Treatment consists of topical corticosteroids with or without ophthalmic antibiotics or can be as invasive as microsurgical foreign body removal in the operating room. 6 Initially, our patient had conjunctival and corneal setae removed using slit-lamp examination in outpatient ophthalmology clinic, but ultimately required microsurgery to remove retained setae that caused persistent pain and inflammation. In addition, our patient was prescribed topical antibiotics and steroids including neomycin–polymyxin–dexamethasone 3.5–10,000–0.1 ophthalmic suspension and moxifloxacin 0.5% ophthalmic solution along with a protective patch and bandage contact lens to prevent infection and prevent further irritation and inflammation. The two foreign remnants remained after surgery, but within 2 weeks, were no longer causing her pain or itching, likely having epithelialized.
Conclusion
One of the most important aspects of ophthalmia nodosa diagnosis is a thorough history and prompt slit-lamp examination to identify the presence of foreign bodies and where they are located; this will help guide clinical management decisions. Cases such as this one demonstrate that, depending on the number and location, more than one attempt may be required to remove all the barbed setae. It can be challenging to visualize and subsequently access such small foreign bodies while minimizing damage to ocular structures, especially if the setae are embedded beyond the anterior chamber.
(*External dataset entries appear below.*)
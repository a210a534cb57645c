//! Column formatter registry for CSV export
//!
//! A static, ordered table from column name to a pure formatter over a
//! decoded record. Names match case-insensitively; output uses the
//! canonical spelling. Formats are locale-independent.

use std::collections::HashMap;
use std::sync::LazyLock;
use tracing::warn;

use crate::record::TelemetryRecord;
use crate::{LinkError, Result};

const FEET_PER_METER: f64 = 3.28084;
const KPH_PER_MPS: f64 = 3.6;
const MPH_PER_MPS: f64 = 2.23694;

/// Formatter signature for a column.
pub type Formatter = fn(&TelemetryRecord) -> String;

/// One named output column
#[derive(Clone, Copy)]
pub struct Column {
    pub name: &'static str,
    pub format: Formatter,
}

impl std::fmt::Debug for Column {
    fn fmt(&self, f: &mut std::fmt::Formatter<'_>) -> std::fmt::Result {
        f.debug_struct("Column").field("name", &self.name).finish()
    }
}

fn flag(value: bool) -> String {
    if value { "1" } else { "0" }.to_string()
}

/// Built-in columns in their canonical order.
pub const STANDARD_COLUMNS: &[Column] = &[
    // Time
    Column {
        name: "Utc",
        format: |r| {
            r.utc_timestamp()
                .map(|ts| ts.format("%Y-%m-%dT%H:%M:%S%.3f").to_string())
                .unwrap_or_default()
        },
    },
    Column { name: "iTOWms", format: |r| r.itow_ms.to_string() },
    Column {
        name: "time_accuracy_ms",
        format: |r| format!("{:.3}", r.time_accuracy_ns as f64 / 1e6),
    },
    // Position
    Column { name: "lat", format: |r| format!("{:.7}", r.lat_deg) },
    Column { name: "lon", format: |r| format!("{:.7}", r.lon_deg) },
    Column { name: "altMSL_m", format: |r| format!("{:.3}", r.alt_msl_m) },
    Column { name: "altWGS_m", format: |r| format!("{:.3}", r.alt_wgs_m) },
    Column { name: "altWGS_ft", format: |r| format!("{:.1}", r.alt_wgs_m * FEET_PER_METER) },
    Column { name: "altMSL_ft", format: |r| format!("{:.1}", r.alt_msl_m * FEET_PER_METER) },
    Column { name: "HAcc_m", format: |r| format!("{:.3}", r.h_acc_m) },
    Column { name: "VAcc_m", format: |r| format!("{:.3}", r.v_acc_m) },
    Column { name: "HAcc_ft", format: |r| format!("{:.3}", r.h_acc_m * FEET_PER_METER) },
    Column { name: "VAcc_ft", format: |r| format!("{:.3}", r.v_acc_m * FEET_PER_METER) },
    Column { name: "PDOP", format: |r| format!("{:.2}", r.pdop) },
    Column { name: "numSV", format: |r| r.num_sv.to_string() },
    // Motion
    Column { name: "speed_mps", format: |r| format!("{:.3}", r.speed_mps) },
    Column { name: "speed_kph", format: |r| format!("{:.3}", r.speed_mps * KPH_PER_MPS) },
    Column { name: "speed_mph", format: |r| format!("{:.3}", r.speed_mps * MPH_PER_MPS) },
    Column { name: "heading_deg", format: |r| format!("{:.5}", r.heading_deg) },
    Column { name: "SAcc_mps", format: |r| format!("{:.3}", r.speed_acc_mps) },
    Column { name: "HeadingAcc_deg", format: |r| format!("{:.5}", r.heading_acc_deg) },
    // Fix
    Column { name: "fixOK", format: |r| flag(r.fix_ok()) },
    Column { name: "fixStatus", format: |r| r.fix_status.to_string() },
    // Battery / input
    Column { name: "batt_pct", format: |r| r.battery_percent().to_string() },
    Column { name: "charging", format: |r| flag(r.is_charging()) },
    Column { name: "batt_raw", format: |r| r.battery_raw.to_string() },
    Column { name: "inputV_micro", format: |r| format!("{:.1}", r.input_voltage()) },
    // IMU
    Column { name: "gX", format: |r| format!("{:.3}", r.accel_g[0]) },
    Column { name: "gY", format: |r| format!("{:.3}", r.accel_g[1]) },
    Column { name: "gZ", format: |r| format!("{:.3}", r.accel_g[2]) },
    Column { name: "rotX_degps", format: |r| format!("{:.2}", r.gyro_dps[0]) },
    Column { name: "rotY_degps", format: |r| format!("{:.2}", r.gyro_dps[1]) },
    Column { name: "rotZ_degps", format: |r| format!("{:.2}", r.gyro_dps[2]) },
    // Lossless copy of the payload
    Column { name: "raw80_hex", format: |r| hex::encode_upper(r.raw()) },
];

/// Columns written when the caller names none.
pub const DEFAULT_COLUMNS: &[&str] = &[
    "Utc", "iTOWms", "lat", "lon", "altMSL_m", "altWGS_m", "speed_mps", "speed_kph",
    "heading_deg", "PDOP", "HAcc_m", "VAcc_m", "fixOK", "fixStatus", "numSV", "gX", "gY", "gZ",
    "rotX_degps", "rotY_degps", "rotZ_degps", "batt_pct", "charging", "batt_raw",
];

static STANDARD: LazyLock<ColumnRegistry> =
    LazyLock::new(|| ColumnRegistry::build(STANDARD_COLUMNS));

/// Case-insensitive lookup over an ordered column table
#[derive(Debug)]
pub struct ColumnRegistry {
    columns: &'static [Column],
    index: HashMap<String, usize>,
}

impl ColumnRegistry {
    /// The built-in registry.
    pub fn standard() -> &'static ColumnRegistry {
        &STANDARD
    }

    /// Build a registry, rejecting names that collide case-insensitively.
    pub fn new(columns: &'static [Column]) -> Result<Self> {
        let registry = Self::build(columns);
        if registry.index.len() != columns.len() {
            let mut seen = HashMap::new();
            for column in columns {
                if let Some(previous) = seen.insert(column.name.to_ascii_lowercase(), column.name) {
                    return Err(LinkError::config_error(format!(
                        "column '{}' collides with '{}'",
                        column.name, previous
                    )));
                }
            }
        }
        Ok(registry)
    }

    fn build(columns: &'static [Column]) -> Self {
        let index = columns
            .iter()
            .enumerate()
            .map(|(i, column)| (column.name.to_ascii_lowercase(), i))
            .collect();
        Self { columns, index }
    }

    /// Look up a column by name, ignoring case and surrounding whitespace.
    pub fn get(&self, name: &str) -> Option<&'static Column> {
        let columns = self.columns;
        self.index.get(&name.trim().to_ascii_lowercase()).map(|&i| &columns[i])
    }

    /// Canonical column names in registry order.
    pub fn names(&self) -> impl Iterator<Item = &'static str> + '_ {
        self.columns.iter().map(|column| column.name)
    }

    /// Number of registered columns.
    pub fn len(&self) -> usize {
        self.columns.len()
    }

    /// Whether the registry is empty.
    pub fn is_empty(&self) -> bool {
        self.columns.is_empty()
    }

    /// Resolve requested names into an ordered selection.
    ///
    /// Unknown names are logged and skipped; blank names are ignored. Fails
    /// when nothing valid remains.
    pub fn select<S: AsRef<str>>(&self, requested: &[S]) -> Result<ColumnSelection> {
        let mut columns = Vec::with_capacity(requested.len());
        for name in requested.iter().map(|s| s.as_ref().trim()).filter(|s| !s.is_empty()) {
            match self.get(name) {
                Some(column) => columns.push(column),
                None => warn!("Unknown column '{}', skipping", name),
            }
        }

        if columns.is_empty() {
            return Err(LinkError::NoValidColumns {
                requested: requested.iter().map(|s| s.as_ref().to_string()).collect(),
            });
        }
        Ok(ColumnSelection { columns })
    }

    /// Resolve a comma-separated column list.
    pub fn select_list(&self, list: &str) -> Result<ColumnSelection> {
        self.select(&parse_column_list(list))
    }
}

/// Split a comma-separated column list, trimming names and dropping blanks.
pub fn parse_column_list(list: &str) -> Vec<String> {
    list.split(',').map(str::trim).filter(|s| !s.is_empty()).map(str::to_string).collect()
}

/// Ordered, validated set of columns to export
#[derive(Debug, Clone)]
pub struct ColumnSelection {
    columns: Vec<&'static Column>,
}

impl Default for ColumnSelection {
    /// The [`DEFAULT_COLUMNS`] preset.
    fn default() -> Self {
        let registry = ColumnRegistry::standard();
        Self { columns: DEFAULT_COLUMNS.iter().filter_map(|name| registry.get(name)).collect() }
    }
}

impl ColumnSelection {
    /// Resolve a comma-separated list against the standard registry.
    pub fn parse(list: &str) -> Result<Self> {
        ColumnRegistry::standard().select_list(list)
    }

    /// Canonical names, in selection order.
    pub fn header(&self) -> Vec<&'static str> {
        self.columns.iter().map(|column| column.name).collect()
    }

    /// Format one record into cells, in selection order.
    pub fn row(&self, record: &TelemetryRecord) -> Vec<String> {
        self.columns.iter().map(|column| (column.format)(record)).collect()
    }

    /// Number of selected columns.
    pub fn len(&self) -> usize {
        self.columns.len()
    }

    /// Always false; a selection holds at least one column.
    pub fn is_empty(&self) -> bool {
        self.columns.is_empty()
    }
}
If ophthalmia nodosa is suspected, it is important to promptly refer to ophthalmology for a thorough eye exam, keep the eye clean, prescribe prophylactic topical antibiotics and/or steroids to reduce the potential for infection and inflammation, and emphasize the importance of keeping the eye protected during the healing process; this will help prevent further migration of any retained setae. In our case, a bandage contact lens was an effective physical barrier worn by the patient, which helped her avoid further irritating the affected eye and prevented further migration of any retained foreign bodies intraocularly. Close interval follow-up is planned for the patient in the coming months to monitor for resolution or further complications.
Footnotes
Declaration of conflicting interests
The author(s) declared no potential conflicts of interest with respect to the research, authorship, and/or publication of this article.
Funding
The author(s) received no financial support for the research, authorship, and/or publication of this article.
Ethical approval
Our institution does not require ethical approval for reporting individual cases or case series.
Informed consent
Written informed consent was obtained from a legally authorized representative(s) for anonymized patient information to be published in this article.
Patient consent
Written consent was obtained by the patient’s legal caregiver approving this case report.